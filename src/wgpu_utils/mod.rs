//! Small wgpu helpers shared by the renderer.

pub mod binding_types;
pub mod uniform_buffer;

pub use binding_types::*;
pub use uniform_buffer::UniformBuffer;
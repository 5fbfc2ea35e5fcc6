//! # Vertex Formats
//!
//! GPU vertex layouts for lit meshes and for overlay lines.

use crate::gfx::geometry::GeometryData;

/// Mesh vertex: position, normal and texture coordinate.
#[repr(C)]
#[derive(Copy, Clone, Debug, PartialEq, bytemuck::Pod, bytemuck::Zeroable)]
pub struct MeshVertex {
    pub position: [f32; 3],
    pub normal: [f32; 3],
    pub uv: [f32; 2],
}

impl MeshVertex {
    const ATTRIBUTES: [wgpu::VertexAttribute; 3] =
        wgpu::vertex_attr_array![0 => Float32x3, 1 => Float32x3, 2 => Float32x2];

    pub fn desc() -> wgpu::VertexBufferLayout<'static> {
        wgpu::VertexBufferLayout {
            array_stride: std::mem::size_of::<MeshVertex>() as wgpu::BufferAddress,
            step_mode: wgpu::VertexStepMode::Vertex,
            attributes: &Self::ATTRIBUTES,
        }
    }

    /// Interleave geometry streams. Missing normals or uvs are filled with defaults.
    pub fn interleave(data: &GeometryData) -> Vec<MeshVertex> {
        data.vertices
            .iter()
            .enumerate()
            .map(|(i, &position)| MeshVertex {
                position,
                normal: data.normals.get(i).copied().unwrap_or([0.0, 1.0, 0.0]),
                uv: data.tex_coords.get(i).copied().unwrap_or([0.0, 0.0]),
            })
            .collect()
    }
}

/// Overlay line vertex with a per-vertex color.
#[repr(C)]
#[derive(Copy, Clone, Debug, PartialEq, bytemuck::Pod, bytemuck::Zeroable)]
pub struct LineVertex {
    pub position: [f32; 3],
    pub color: [f32; 3],
}

impl LineVertex {
    const ATTRIBUTES: [wgpu::VertexAttribute; 2] =
        wgpu::vertex_attr_array![0 => Float32x3, 1 => Float32x3];

    pub fn new(position: [f32; 3], color: [f32; 3]) -> Self {
        Self { position, color }
    }

    pub fn desc() -> wgpu::VertexBufferLayout<'static> {
        wgpu::VertexBufferLayout {
            array_stride: std::mem::size_of::<LineVertex>() as wgpu::BufferAddress,
            step_mode: wgpu::VertexStepMode::Vertex,
            attributes: &Self::ATTRIBUTES,
        }
    }
}
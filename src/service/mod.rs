//! In-memory release data served over HTTP.

mod data_service;
mod error;
mod filter;
mod stats;

pub use data_service::{DataService, Snapshot};
pub use error::ServiceError;
pub use filter::ReleaseFilter;
pub use stats::DashboardStats;
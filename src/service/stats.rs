use serde::{Deserialize, Serialize};
use std::collections::BTreeMap;

use crate::analysis::DerivedRelease;

/// Summary served to the dashboard, computed once per load.
#[derive(Debug, Clone, PartialEq, Default, Serialize, Deserialize)]
#[serde(rename_all = "camelCase")]
pub struct DashboardStats {
    pub total_releases: usize,
    pub weekday_releases: usize,
    pub prereleases: usize,
    pub hotfixes: usize,
    pub by_repository: BTreeMap<String, usize>,
    pub by_time_slot: BTreeMap<String, usize>,
    /// Keyed by month name
    pub by_month: BTreeMap<String, usize>,
    pub by_release_type: BTreeMap<String, usize>,
}

impl DashboardStats {
    pub fn from_releases(releases: &[DerivedRelease]) -> Self {
        let mut stats = DashboardStats {
            total_releases: releases.len(),
            ..Default::default()
        };

        for r in releases {
            if !r.is_weekend {
                stats.weekday_releases += 1;
            }
            if r.is_prerelease {
                stats.prereleases += 1;
            }
            if r.is_hotfix {
                stats.hotfixes += 1;
            }
            *stats.by_repository.entry(r.repository.clone()).or_default() += 1;
            *stats
                .by_time_slot
                .entry(r.time_slot.as_str().to_string())
                .or_default() += 1;
            *stats.by_month.entry(r.month_name.clone()).or_default() += 1;
            *stats
                .by_release_type
                .entry(r.release_type.as_str().to_string())
                .or_default() += 1;
        }

        stats
    }
}
use log::{debug, error, info, warn};
use std::path::{Path, PathBuf};
use std::sync::{Arc, PoisonError, RwLock, RwLockReadGuard, RwLockWriteGuard};

use super::error::ServiceError;
use super::filter::ReleaseFilter;
use super::stats::DashboardStats;
use crate::analysis::DerivedRelease;
use crate::output::DETAILS_FILE;
use crate::runtime::Runtime;

/// Everything produced by one load of the CSV.
#[derive(Debug, Clone, PartialEq)]
pub struct Snapshot {
    pub releases: Vec<DerivedRelease>,
    pub stats: DashboardStats,
}

impl Snapshot {
    pub fn new(releases: Vec<DerivedRelease>) -> Self {
        let stats = DashboardStats::from_releases(&releases);
        Self { releases, stats }
    }
}

enum State {
    Unloaded,
    Loaded(Arc<Snapshot>),
}

/// In-memory view of `enhanced_release_details.csv`.
///
/// Lifecycle: constructed unloaded, [`initialize`](Self::initialize) once at
/// boot, [`refresh`](Self::refresh) any time after. Reads fail with
/// [`ServiceError::NotInitialized`] while unloaded, including the window
/// inside a refresh.
pub struct DataService<R: Runtime> {
    runtime: R,
    csv_path: PathBuf,
    state: RwLock<State>,
}

impl<R: Runtime> DataService<R> {
    pub fn new(runtime: R, csv_path: impl Into<PathBuf>) -> Self {
        Self {
            runtime,
            csv_path: csv_path.into(),
            state: RwLock::new(State::Unloaded),
        }
    }

    /// Service reading the detailed release file inside `data_dir`.
    pub fn in_dir(runtime: R, data_dir: &Path) -> Self {
        Self::new(runtime, data_dir.join(DETAILS_FILE))
    }

    pub fn csv_path(&self) -> &Path {
        &self.csv_path
    }

    pub fn is_loaded(&self) -> bool {
        matches!(*self.read_state(), State::Loaded(_))
    }

    /// Load the CSV and compute stats. No-op when already loaded.
    #[tracing::instrument(skip(self))]
    pub fn initialize(&self) -> Result<(), ServiceError> {
        if self.is_loaded() {
            debug!("Data service already loaded, skipping initialization");
            return Ok(());
        }

        let snapshot = self.load().inspect_err(|e| {
            error!("Data service initialization failed: {}", e);
        })?;

        info!(
            "Data service initialized: {} releases loaded from {}",
            snapshot.releases.len(),
            self.csv_path.display()
        );

        *self.write_state() = State::Loaded(Arc::new(snapshot));
        Ok(())
    }

    /// Discard the loaded state and load the CSV again.
    #[tracing::instrument(skip(self))]
    pub fn refresh(&self) -> Result<(), ServiceError> {
        *self.write_state() = State::Unloaded;
        self.initialize()
    }

    pub fn all_releases(&self) -> Result<Vec<DerivedRelease>, ServiceError> {
        Ok(self.snapshot()?.releases.clone())
    }

    pub fn stats(&self) -> Result<DashboardStats, ServiceError> {
        Ok(self.snapshot()?.stats.clone())
    }

    pub fn filtered_releases(
        &self,
        filter: &ReleaseFilter,
    ) -> Result<Vec<DerivedRelease>, ServiceError> {
        let snapshot = self.snapshot()?;
        Ok(snapshot
            .releases
            .iter()
            .filter(|r| filter.matches(r))
            .cloned()
            .collect())
    }

    fn snapshot(&self) -> Result<Arc<Snapshot>, ServiceError> {
        match &*self.read_state() {
            State::Loaded(snapshot) => Ok(Arc::clone(snapshot)),
            State::Unloaded => Err(ServiceError::NotInitialized),
        }
    }

    fn load(&self) -> Result<Snapshot, ServiceError> {
        if !self.runtime.exists(&self.csv_path) {
            return Err(ServiceError::NotFound(self.csv_path.clone()));
        }

        let file = self
            .runtime
            .open(&self.csv_path)
            .map_err(|e| ServiceError::Unreadable {
                path: self.csv_path.clone(),
                message: format!("{:#}", e),
            })?;

        let mut reader = csv::ReaderBuilder::new().from_reader(file);
        reader.headers()?;

        let mut releases = Vec::new();
        for (index, row) in reader.deserialize::<DerivedRelease>().enumerate() {
            match row {
                Ok(release) => releases.push(release),
                Err(e) if matches!(e.kind(), csv::ErrorKind::Io(_)) => return Err(e.into()),
                Err(e) => {
                    // +2: header line and 1-based numbering
                    warn!("Skipping malformed row {} in {}: {}", index + 2, self.csv_path.display(), e);
                }
            }
        }

        Ok(Snapshot::new(releases))
    }

    fn read_state(&self) -> RwLockReadGuard<'_, State> {
        self.state.read().unwrap_or_else(PoisonError::into_inner)
    }

    fn write_state(&self) -> RwLockWriteGuard<'_, State> {
        self.state.write().unwrap_or_else(PoisonError::into_inner)
    }
}
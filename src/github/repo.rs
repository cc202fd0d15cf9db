use anyhow::{Result, anyhow};
use std::str::FromStr;

/// A GitHub repository in `owner/repo` form.
#[derive(Debug, PartialEq, Eq, Clone, Hash)]
pub struct GitHubRepo {
    pub owner: String,
    pub repo: String,
}

impl GitHubRepo {
    /// The repositories analyzed when none are given on the command line.
    pub fn defaults() -> Vec<GitHubRepo> {
        vec![
            GitHubRepo {
                owner: "daangn".to_string(),
                repo: "stackflow".to_string(),
            },
            GitHubRepo {
                owner: "daangn".to_string(),
                repo: "seed-design".to_string(),
            },
        ]
    }

    /// Path segment used by the releases endpoint.
    pub fn releases_path(&self) -> String {
        format!("/repos/{}/{}/releases", self.owner, self.repo)
    }
}

impl std::fmt::Display for GitHubRepo {
    fn fmt(&self, f: &mut std::fmt::Formatter<'_>) -> std::fmt::Result {
        write!(f, "{}/{}", self.owner, self.repo)
    }
}

impl FromStr for GitHubRepo {
    type Err = anyhow::Error;

    fn from_str(s: &str) -> Result<Self, Self::Err> {
        let parts: Vec<&str> = s.trim().split('/').collect();
        if parts.len() != 2 || parts[0].is_empty() || parts[1].is_empty() {
            Err(anyhow!(
                "Invalid repository format '{}'. Expected 'owner/repo'.",
                s
            ))
        } else {
            Ok(GitHubRepo {
                owner: parts[0].to_string(),
                repo: parts[1].to_string(),
            })
        }
    }
}
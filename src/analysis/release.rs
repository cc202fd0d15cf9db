//! The derived release record and its classification enums.
//!
//! Serde names on [`DerivedRelease`] are the CSV column titles, so the same
//! record reads and writes `enhanced_release_details.csv` and is what the HTTP
//! layer returns as JSON.

use chrono::{DateTime, Utc};
use serde::{Deserialize, Serialize};

/// English day names indexed by day of week (Sunday = 0).
pub const DAY_NAMES: [&str; 7] = [
    "Sunday",
    "Monday",
    "Tuesday",
    "Wednesday",
    "Thursday",
    "Friday",
    "Saturday",
];

/// Hour-of-day bucket.
#[derive(Debug, Clone, Copy, PartialEq, Eq, Hash, Serialize, Deserialize)]
#[serde(rename_all = "snake_case")]
pub enum TimeSlot {
    EarlyMorning,
    Morning,
    WorkMorning,
    LunchTime,
    WorkAfternoon,
    Evening,
    Night,
}

impl TimeSlot {
    pub fn as_str(&self) -> &'static str {
        match self {
            TimeSlot::EarlyMorning => "early_morning",
            TimeSlot::Morning => "morning",
            TimeSlot::WorkMorning => "work_morning",
            TimeSlot::LunchTime => "lunch_time",
            TimeSlot::WorkAfternoon => "work_afternoon",
            TimeSlot::Evening => "evening",
            TimeSlot::Night => "night",
        }
    }
}

/// Shape of the version number in a tag.
#[derive(Debug, Clone, Copy, PartialEq, Eq, Hash, Serialize, Deserialize)]
#[serde(rename_all = "snake_case")]
pub enum VersionType {
    Semantic,
    MajorMinor,
    MajorOnly,
    Custom,
}

impl VersionType {
    pub fn as_str(&self) -> &'static str {
        match self {
            VersionType::Semantic => "semantic",
            VersionType::MajorMinor => "major_minor",
            VersionType::MajorOnly => "major_only",
            VersionType::Custom => "custom",
        }
    }
}

#[derive(Debug, Clone, Copy, PartialEq, Eq, Hash, Serialize, Deserialize)]
#[serde(rename_all = "snake_case")]
pub enum ReleaseType {
    Stable,
    Alpha,
    Beta,
    ReleaseCandidate,
    Prerelease,
}

impl ReleaseType {
    pub fn as_str(&self) -> &'static str {
        match self {
            ReleaseType::Stable => "stable",
            ReleaseType::Alpha => "alpha",
            ReleaseType::Beta => "beta",
            ReleaseType::ReleaseCandidate => "release_candidate",
            ReleaseType::Prerelease => "prerelease",
        }
    }
}

/// Calendar quarter combined with a season name. Display grouping only.
#[derive(Debug, Clone, Copy, PartialEq, Eq, Hash, Serialize, Deserialize)]
pub enum SeasonQuarter {
    #[serde(rename = "Q1_Winter")]
    Q1Winter,
    #[serde(rename = "Q1_Spring")]
    Q1Spring,
    #[serde(rename = "Q2_Spring")]
    Q2Spring,
    #[serde(rename = "Q2_Summer")]
    Q2Summer,
    #[serde(rename = "Q3_Summer")]
    Q3Summer,
    #[serde(rename = "Q3_Fall")]
    Q3Fall,
    #[serde(rename = "Q4_Fall")]
    Q4Fall,
    #[serde(rename = "Q4_Winter")]
    Q4Winter,
}

/// A non-draft release with its calendar and version features.
#[derive(Debug, Clone, PartialEq, Serialize, Deserialize)]
pub struct DerivedRelease {
    #[serde(rename = "Repository")]
    pub repository: String,
    #[serde(rename = "Tag Name")]
    pub tag_name: String,
    #[serde(rename = "Release Name")]
    pub release_name: String,
    #[serde(rename = "Published At (ISO)", with = "iso_millis")]
    pub published_at: DateTime<Utc>,
    #[serde(rename = "Published Date")]
    pub published_date: String,
    #[serde(rename = "Published Time")]
    pub published_time: String,
    #[serde(rename = "Author")]
    pub author: String,
    #[serde(rename = "Is Prerelease", deserialize_with = "flag::deserialize")]
    pub is_prerelease: bool,
    #[serde(rename = "Year")]
    pub year: i32,
    #[serde(rename = "Month")]
    pub month: u32,
    #[serde(rename = "Quarter")]
    pub quarter: u32,
    #[serde(rename = "Month Name")]
    pub month_name: String,
    #[serde(rename = "Week Number")]
    pub week_number: u32,
    #[serde(rename = "Day of Week (0=Sun)")]
    pub day_of_week: u32,
    #[serde(rename = "Day Name")]
    pub day_name: String,
    #[serde(rename = "Hour (0-23)")]
    pub hour: u32,
    #[serde(rename = "Time Slot")]
    pub time_slot: TimeSlot,
    #[serde(rename = "Is Weekend", deserialize_with = "flag::deserialize")]
    pub is_weekend: bool,
    #[serde(rename = "Season Quarter")]
    pub season_quarter: SeasonQuarter,
    #[serde(rename = "Version Type")]
    pub version_type: VersionType,
    #[serde(rename = "Release Type")]
    pub release_type: ReleaseType,
    #[serde(rename = "Is Major Version", deserialize_with = "flag::deserialize")]
    pub is_major_version: bool,
    #[serde(rename = "Is Patch Version", deserialize_with = "flag::deserialize")]
    pub is_patch_version: bool,
    #[serde(rename = "Is Hotfix", deserialize_with = "flag::deserialize")]
    pub is_hotfix: bool,
    #[serde(rename = "Days Since Epoch")]
    pub days_since_epoch: i64,
}

impl DerivedRelease {
    /// English name of the day of week.
    pub fn weekday_name(&self) -> &'static str {
        DAY_NAMES[self.day_of_week as usize % 7]
    }
}

/// RFC 3339 in UTC with millisecond precision, e.g. `2024-01-02T03:04:05.000Z`.
mod iso_millis {
    use chrono::{DateTime, SecondsFormat, Utc};
    use serde::{Deserialize, Deserializer, Serializer, de::Error};

    pub fn serialize<S: Serializer>(value: &DateTime<Utc>, serializer: S) -> Result<S::Ok, S::Error> {
        serializer.serialize_str(&value.to_rfc3339_opts(SecondsFormat::Millis, true))
    }

    pub fn deserialize<'de, D: Deserializer<'de>>(deserializer: D) -> Result<DateTime<Utc>, D::Error> {
        let raw = String::deserialize(deserializer)?;
        DateTime::parse_from_rfc3339(raw.trim())
            .map(|dt| dt.with_timezone(&Utc))
            .map_err(|e| D::Error::custom(format!("invalid timestamp '{}': {}", raw, e)))
    }
}

/// Booleans stored as `true`/`false` text, matched case-insensitively.
/// Native booleans (JSON) pass through.
mod flag {
    use serde::{Deserialize, Deserializer, de::Error};

    #[derive(Deserialize)]
    #[serde(untagged)]
    enum Raw {
        Bool(bool),
        Text(String),
    }

    pub fn deserialize<'de, D: Deserializer<'de>>(deserializer: D) -> Result<bool, D::Error> {
        match Raw::deserialize(deserializer)? {
            Raw::Bool(value) => Ok(value),
            Raw::Text(text) => match text.trim().to_ascii_lowercase().as_str() {
                "true" => Ok(true),
                "false" => Ok(false),
                other => Err(D::Error::custom(format!("invalid boolean '{}'", other))),
            },
        }
    }
}
use anyhow::Result;
use clap::Parser;
use release_stats::{
    analysis::CalendarZone,
    commands::{analyze, serve},
    config::ServerConfig,
    github::GitHubRepo,
    output::DEFAULT_OUTPUT_DIR,
    runtime::RealRuntime,
};
use std::path::PathBuf;

/// release-stats - GitHub release statistics
///
/// Fetch the release history of GitHub repositories, derive calendar and
/// version features, write them as CSV, and serve the result over HTTP.
///
/// If the GITHUB_TOKEN environment variable is set, it will be used for authentication.
/// This is useful for avoiding rate limits.
///
/// Examples:
///   release-stats analyze                          # Analyze the default repositories
///   release-stats analyze --repo owner/repo        # Analyze one repository
///   release-stats serve --port 3001                # Serve output/ over HTTP
#[derive(Parser, Debug)]
#[command(author, version = env!("RELEASE_STATS_VERSION"), about)]
struct Cli {
    #[command(subcommand)]
    command: Commands,

    /// Log level filter (error, warn, info, debug, trace)
    #[arg(
        long = "log-level",
        env = "LOG_LEVEL",
        value_name = "LEVEL",
        default_value = "info",
        global = true
    )]
    pub log_level: String,
}

#[derive(clap::Subcommand, Debug)]
enum Commands {
    /// Fetch releases and write the CSV files
    Analyze(AnalyzeArgs),

    /// Serve the analyzed release data over HTTP
    Serve(ServeArgs),
}

#[derive(clap::Args, Debug)]
pub struct AnalyzeArgs {
    /// Repository to analyze, in the format "owner/repo" (repeatable)
    #[arg(
        long = "repo",
        short = 'r',
        value_name = "OWNER/REPO",
        default_values_t = GitHubRepo::defaults()
    )]
    pub repos: Vec<GitHubRepo>,

    /// Directory the CSV files are written to
    #[arg(long = "output-dir", short = 'o', value_name = "PATH", default_value = DEFAULT_OUTPUT_DIR)]
    pub output_dir: PathBuf,

    /// GitHub API URL (defaults to https://api.github.com)
    #[arg(long = "api-url", value_name = "URL")]
    pub api_url: Option<String>,

    /// Time zone the calendar fields are computed in
    #[arg(long, value_enum, default_value_t = CalendarZone::Local)]
    pub calendar: CalendarZone,
}

#[derive(clap::Args, Debug)]
pub struct ServeArgs {
    /// Address to bind
    #[arg(long, env = "HOST", default_value = "0.0.0.0")]
    pub host: String,

    /// Port to listen on
    #[arg(long, short = 'p', env = "PORT", default_value_t = 3001)]
    pub port: u16,

    /// Directory holding enhanced_release_details.csv
    #[arg(long = "data-dir", value_name = "PATH", default_value = DEFAULT_OUTPUT_DIR)]
    pub data_dir: PathBuf,

    /// Origin allowed by CORS ("*" for any)
    #[arg(long = "cors-origin", env = "CORS_ORIGIN", default_value = "http://localhost:5173")]
    pub cors_origin: String,
}

impl From<ServeArgs> for ServerConfig {
    fn from(args: ServeArgs) -> Self {
        ServerConfig {
            host: args.host,
            port: args.port,
            data_dir: args.data_dir,
            cors_origin: args.cors_origin,
        }
    }
}

#[tokio::main]
async fn main() -> Result<()> {
    let cli = Cli::parse();
    env_logger::Builder::from_env(env_logger::Env::default().default_filter_or(&cli.log_level))
        .init();
    let runtime = RealRuntime;

    match cli.command {
        Commands::Analyze(args) => {
            analyze(
                runtime,
                &args.repos,
                &args.output_dir,
                args.api_url,
                args.calendar,
            )
            .await?;
        }
        Commands::Serve(args) => serve(runtime, args.into()).await?,
    }
    Ok(())
}
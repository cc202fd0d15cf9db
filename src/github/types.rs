use serde::{Deserialize, Serialize};

/// The account that published a release
#[derive(Deserialize, Serialize, Debug, Clone, PartialEq, Default)]
pub struct Author {
    pub login: String,
}

/// Represents a GitHub release as returned by the releases listing endpoint.
///
/// Only the fields needed for feature derivation are kept; everything else in
/// the payload is ignored.
#[derive(Deserialize, Serialize, Debug, PartialEq, Clone, Default)]
pub struct RawRelease {
    pub tag_name: String,
    #[serde(default)]
    pub name: Option<String>,
    #[serde(default)]
    pub published_at: Option<String>,
    #[serde(default)]
    pub author: Option<Author>,
    #[serde(default)]
    pub prerelease: bool,
    #[serde(default)]
    pub draft: bool,
}

impl RawRelease {
    /// Login of the publishing account, empty when GitHub reports no author
    /// (e.g. the account was deleted).
    pub fn author_login(&self) -> &str {
        self.author.as_ref().map(|a| a.login.as_str()).unwrap_or("")
    }
}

★ ★ ★

Find the word "English" in the entries, then copy out every line that has it.

/// English day names indexed by day of week (Sunday = 0).
    /// English name of the day of week.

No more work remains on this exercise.